Purpose: This script bumps any replication that has entered a paused state due to a replication error. The script will record failed attempts at restarting the replication. The logs will rotate out every 5-days.

# Define the directory to store the log files
$logDir = "C:\ClusterStorage\Volume1\Scripts\Logs"
if (-not (Test-Path $logDir)) {
    New-Item -Path $logDir -ItemType Directory
}

# Get today's date and format it for the log file name
$today = Get-Date -Format "yyyyMMdd"
$logFile = Join-Path -Path $logDir -ChildPath "ReplicationLog_$today.txt"

# Manually create the log file if it doesn't exist
if (-not (Test-Path $logFile)) {
    Write-Host "Log file does not exist. Attempting creation..."
    try {
        New-Item -Path $logFile -ItemType File
        Write-Host "Log file $logFile created successfully."
    } catch {
        Write-Error "Failed to create log file. Error: $_"
    }
}

# Delete log files older than 5 days
Get-ChildItem -Path $logDir -Filter "ReplicationLog_*.txt" | Where-Object { 
    $_.CreationTime -lt (Get-Date).AddDays(-5)
} | Remove-Item

# Get a list of all nodes in the cluster
$clusterNodes = Get-ClusterNode

# Iterate over each cluster node
foreach ($node in $clusterNodes) {
    try {
        # Get VMs with Critical ReplicationHealth from the current node
        $vmsInCriticalState = Get-VMReplication -ComputerName $node.Name | Where-Object { $_.ReplicationHealth -eq 'Critical' }
    } catch {
        Write-Error "Failed to retrieve VMs from Node: $($node.Name). Error: $_"
        # Log the error and continue to the next node
        Add-Content -Path $logFile -Value "Failed to retrieve VMs from Node: $($node.Name) at $(Get-Date)"
        continue
    }

    foreach ($vm in $vmsInCriticalState) {
        Write-Host "Checking VM: $($vm.Name) on Node: $($node.Name) for replication issues."
        Write-Host "Replication State for VM: $($vm.Name) is $($vm.ReplicationState)"

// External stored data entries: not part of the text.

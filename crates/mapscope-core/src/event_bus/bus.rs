//! Event Bus implementation.
//!
//! Each viewer owns an `Arc<EventBus>`, so independent sessions (and tests)
//! never see each other's events. Publishing with nobody listening is
//! normal: the viewer core runs headless as often as not.

use chrono::{DateTime, Utc};
use parking_lot::{Mutex, RwLock};
use std::collections::VecDeque;
use std::sync::Arc;
use tokio::sync::broadcast;
use uuid::Uuid;

use super::events::{AppEvent, EventCategory};

/// Handle returned by [`EventBus::subscribe`].
#[derive(Debug, Clone, Copy, PartialEq, Eq, Hash)]
pub struct SubscriptionId(Uuid);

impl std::fmt::Display for SubscriptionId {
    fn fmt(&self, f: &mut std::fmt::Formatter<'_>) -> std::fmt::Result {
        write!(f, "{}", self.0.simple())
    }
}

/// Which events a subscriber receives.
#[derive(Debug, Clone, Default)]
pub enum EventFilter {
    #[default]
    All,
    /// Events of any of these categories.
    Categories(Vec<EventCategory>),
}

impl EventFilter {
    pub fn matches(&self, event: &AppEvent) -> bool {
        match self {
            EventFilter::All => true,
            EventFilter::Categories(categories) => categories.contains(&event.category()),
        }
    }
}

type Handler = Arc<dyn Fn(&AppEvent) + Send + Sync>;

struct Subscriber {
    id: SubscriptionId,
    filter: EventFilter,
    handler: Handler,
}

/// Event bus settings.
#[derive(Debug, Clone)]
pub struct EventBusConfig {
    /// Capacity of the tokio broadcast channel.
    pub channel_capacity: usize,
    /// Number of recent events kept for late joiners; 0 disables the journal.
    pub journal_size: usize,
}

impl Default for EventBusConfig {
    fn default() -> Self {
        Self {
            channel_capacity: 256,
            journal_size: 64,
        }
    }
}

/// A journaled event with its publish sequence number and time.
#[derive(Debug, Clone, PartialEq)]
pub struct JournalEntry {
    pub seq: u64,
    pub published_at: DateTime<Utc>,
    pub event: AppEvent,
}

#[derive(Default)]
struct Journal {
    next_seq: u64,
    entries: VecDeque<JournalEntry>,
}

/// Publish/subscribe hub for status, mode, query, layer and analysis events.
pub struct EventBus {
    sender: broadcast::Sender<AppEvent>,
    subscribers: RwLock<Vec<Subscriber>>,
    journal: Mutex<Journal>,
    config: EventBusConfig,
}

impl EventBus {
    pub fn new() -> Self {
        Self::with_config(EventBusConfig::default())
    }

    pub fn with_config(config: EventBusConfig) -> Self {
        let (sender, _) = broadcast::channel(config.channel_capacity.max(1));
        Self {
            sender,
            subscribers: RwLock::new(Vec::new()),
            journal: Mutex::new(Journal::default()),
            config,
        }
    }

    /// Delivers `event` to matching handlers, then to broadcast receivers.
    ///
    /// Handlers run on the publishing thread, in subscription order, outside
    /// the subscriber lock so they may subscribe or unsubscribe themselves.
    /// Returns the number of deliveries.
    pub fn publish(&self, event: AppEvent) -> usize {
        tracing::trace!("event: {}", event.description());
        self.record(&event);

        let handlers: Vec<Handler> = self
            .subscribers
            .read()
            .iter()
            .filter(|s| s.filter.matches(&event))
            .map(|s| s.handler.clone())
            .collect();
        for handler in &handlers {
            handler(&event);
        }

        handlers.len() + self.sender.send(event).unwrap_or(0)
    }

    /// Registers a synchronous handler. It must return quickly.
    pub fn subscribe<F>(&self, filter: EventFilter, handler: F) -> SubscriptionId
    where
        F: Fn(&AppEvent) + Send + Sync + 'static,
    {
        let id = SubscriptionId(Uuid::new_v4());
        self.subscribers.write().push(Subscriber {
            id,
            filter,
            handler: Arc::new(handler),
        });
        tracing::debug!("Subscription {} added", id);
        id
    }

    /// Returns false when `id` was not subscribed.
    pub fn unsubscribe(&self, id: SubscriptionId) -> bool {
        let mut subscribers = self.subscribers.write();
        let before = subscribers.len();
        subscribers.retain(|s| s.id != id);
        before != subscribers.len()
    }

    /// Receiver for consuming events from a tokio task.
    pub fn receiver(&self) -> broadcast::Receiver<AppEvent> {
        self.sender.subscribe()
    }

    pub fn subscriber_count(&self) -> usize {
        self.subscribers.read().len()
    }

    /// Journaled events published after `after` (all when `None`), oldest first.
    pub fn journal(&self, after: Option<u64>) -> Vec<JournalEntry> {
        self.journal
            .lock()
            .entries
            .iter()
            .filter(|e| after.is_none_or(|seq| e.seq > seq))
            .cloned()
            .collect()
    }

    /// Journaled events published at or after `since`, oldest first.
    pub fn journal_since(&self, since: DateTime<Utc>) -> Vec<JournalEntry> {
        self.journal
            .lock()
            .entries
            .iter()
            .filter(|e| e.published_at >= since)
            .cloned()
            .collect()
    }

    /// Most recent journaled event of `category`.
    pub fn last(&self, category: EventCategory) -> Option<AppEvent> {
        self.journal
            .lock()
            .entries
            .iter()
            .rev()
            .find(|e| e.event.category() == category)
            .map(|e| e.event.clone())
    }

    pub fn config(&self) -> &EventBusConfig {
        &self.config
    }

    fn record(&self, event: &AppEvent) {
        if self.config.journal_size == 0 {
            return;
        }
        let mut journal = self.journal.lock();
        let seq = journal.next_seq;
        journal.next_seq += 1;
        journal.entries.push_back(JournalEntry {
            seq,
            published_at: Utc::now(),
            event: event.clone(),
        });
        while journal.entries.len() > self.config.journal_size {
            journal.entries.pop_front();
        }
    }
}

impl Default for EventBus {
    fn default() -> Self {
        Self::new()
    }
}

impl std::fmt::Debug for EventBus {
    fn fmt(&self, f: &mut std::fmt::Formatter<'_>) -> std::fmt::Result {
        f.debug_struct("EventBus")
            .field("subscribers", &self.subscriber_count())
            .field("config", &self.config)
            .finish()
    }
}

#[cfg(test)]
mod tests {
    use super::*;
    use crate::event_bus::events::{ModeEvent, QueryEvent, StatusEvent, StatusLevel};
    use std::sync::atomic::{AtomicUsize, Ordering};

    fn toast(text: &str) -> AppEvent {
        AppEvent::Status(StatusEvent::Toast {
            text: text.to_string(),
            level: StatusLevel::Info,
        })
    }

    #[test]
    fn test_unsubscribe() {
        let bus = EventBus::new();
        let id = bus.subscribe(EventFilter::All, |_| {});
        assert_eq!(bus.subscriber_count(), 1);
        assert!(bus.unsubscribe(id));
        assert!(!bus.unsubscribe(id));
        assert_eq!(bus.publish(toast("nobody")), 0);
    }

    #[test]
    fn test_category_filter() {
        let bus = EventBus::new();
        let status = Arc::new(AtomicUsize::new(0));
        let counter = status.clone();
        bus.subscribe(
            EventFilter::Categories(vec![EventCategory::Status]),
            move |_| {
                counter.fetch_add(1, Ordering::SeqCst);
            },
        );

        assert_eq!(bus.publish(toast("ready")), 1);
        assert_eq!(
            bus.publish(AppEvent::Mode(ModeEvent::Deactivated {
                mode: "QueryBox".to_string(),
            })),
            0
        );
        bus.publish(AppEvent::Query(QueryEvent::PointMiss));
        assert_eq!(status.load(Ordering::SeqCst), 1);
    }

    #[test]
    fn test_handler_may_unsubscribe_itself() {
        let bus = Arc::new(EventBus::new());
        let slot: Arc<Mutex<Option<SubscriptionId>>> = Arc::new(Mutex::new(None));
        let (b, s) = (Arc::downgrade(&bus), slot.clone());
        let id = bus.subscribe(EventFilter::All, move |_| {
            if let (Some(bus), Some(id)) = (b.upgrade(), *s.lock()) {
                bus.unsubscribe(id);
            }
        });
        *slot.lock() = Some(id);

        assert_eq!(bus.publish(toast("once")), 1);
        assert_eq!(bus.subscriber_count(), 0);
    }

    #[test]
    fn test_journal_is_bounded() {
        let bus = EventBus::with_config(EventBusConfig {
            journal_size: 3,
            ..Default::default()
        });
        for i in 0..6 {
            bus.publish(toast(&format!("message {}", i)));
        }
        bus.publish(AppEvent::Query(QueryEvent::PointMiss));

        let journal = bus.journal(None);
        assert_eq!(journal.len(), 3);
        assert_eq!(journal[0].seq, 4);
        assert_eq!(bus.journal(Some(5)).len(), 1);
        assert_eq!(bus.last(EventCategory::Status), Some(toast("message 5")));
        assert_eq!(bus.last(EventCategory::Mode), None);
    }

    #[test]
    fn test_journal_since() {
        let bus = EventBus::new();
        let start = Utc::now();
        bus.publish(toast("first"));
        bus.publish(toast("second"));

        let entries = bus.journal_since(start);
        assert_eq!(entries.len(), 2);
        assert!(entries[0].published_at <= entries[1].published_at);
        assert!(bus
            .journal_since(Utc::now() + chrono::Duration::seconds(60))
            .is_empty());
    }

    #[test]
    fn test_journal_disabled() {
        let bus = EventBus::with_config(EventBusConfig {
            journal_size: 0,
            ..Default::default()
        });
        bus.publish(toast("gone"));
        assert!(bus.journal(None).is_empty());
    }

    #[tokio::test]
    async fn test_async_receiver() {
        let bus = EventBus::new();
        let mut receiver = bus.receiver();

        bus.publish(AppEvent::Query(QueryEvent::BoxCompleted { total: 2, layers: 1 }));

        match receiver.recv().await {
            Ok(AppEvent::Query(QueryEvent::BoxCompleted { total, layers })) => {
                assert_eq!((total, layers), (2, 1));
            }
            other => panic!("Wrong event received: {:?}", other),
        }
    }
}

        # Check if the replication state is valid to resume
        if ($vm.ReplicationState -eq 'Resynchronization required' -or $vm.ReplicationState -eq 'WaitingForStartResynchronize') {
            Write-Warning "Replication for VM: $($vm.Name) on Node: $($node.Name) is in '$($vm.ReplicationState)' state. Skipping..."
            # Log the VM that is in 'Resynchronization required' or 'WaitingForStartResynchronize' state
            Add-Content -Path $logFile -Value "Replication for VM: $($vm.Name) on Node: $($node.Name) is in '$($vm.ReplicationState)' state at $(Get-Date)"
            continue
        }

        try {
            # Try to resume replication for the VM
            Resume-VMReplication -VMName $vm.Name -ComputerName $node.Name
            Write-Host "Resumed replication for VM: $($vm.Name) on Node: $($node.Name)"
        } catch {
            Write-Error "Failed to resume replication for VM: $($vm.Name) on Node: $($node.Name) - $_"
            # Write the failed VM name to the log file
            Add-Content -Path $logFile -Value "Failed to resume replication for VM: $($vm.Name) on Node: $($node.Name) at $(Get-Date)"
        }
    }
}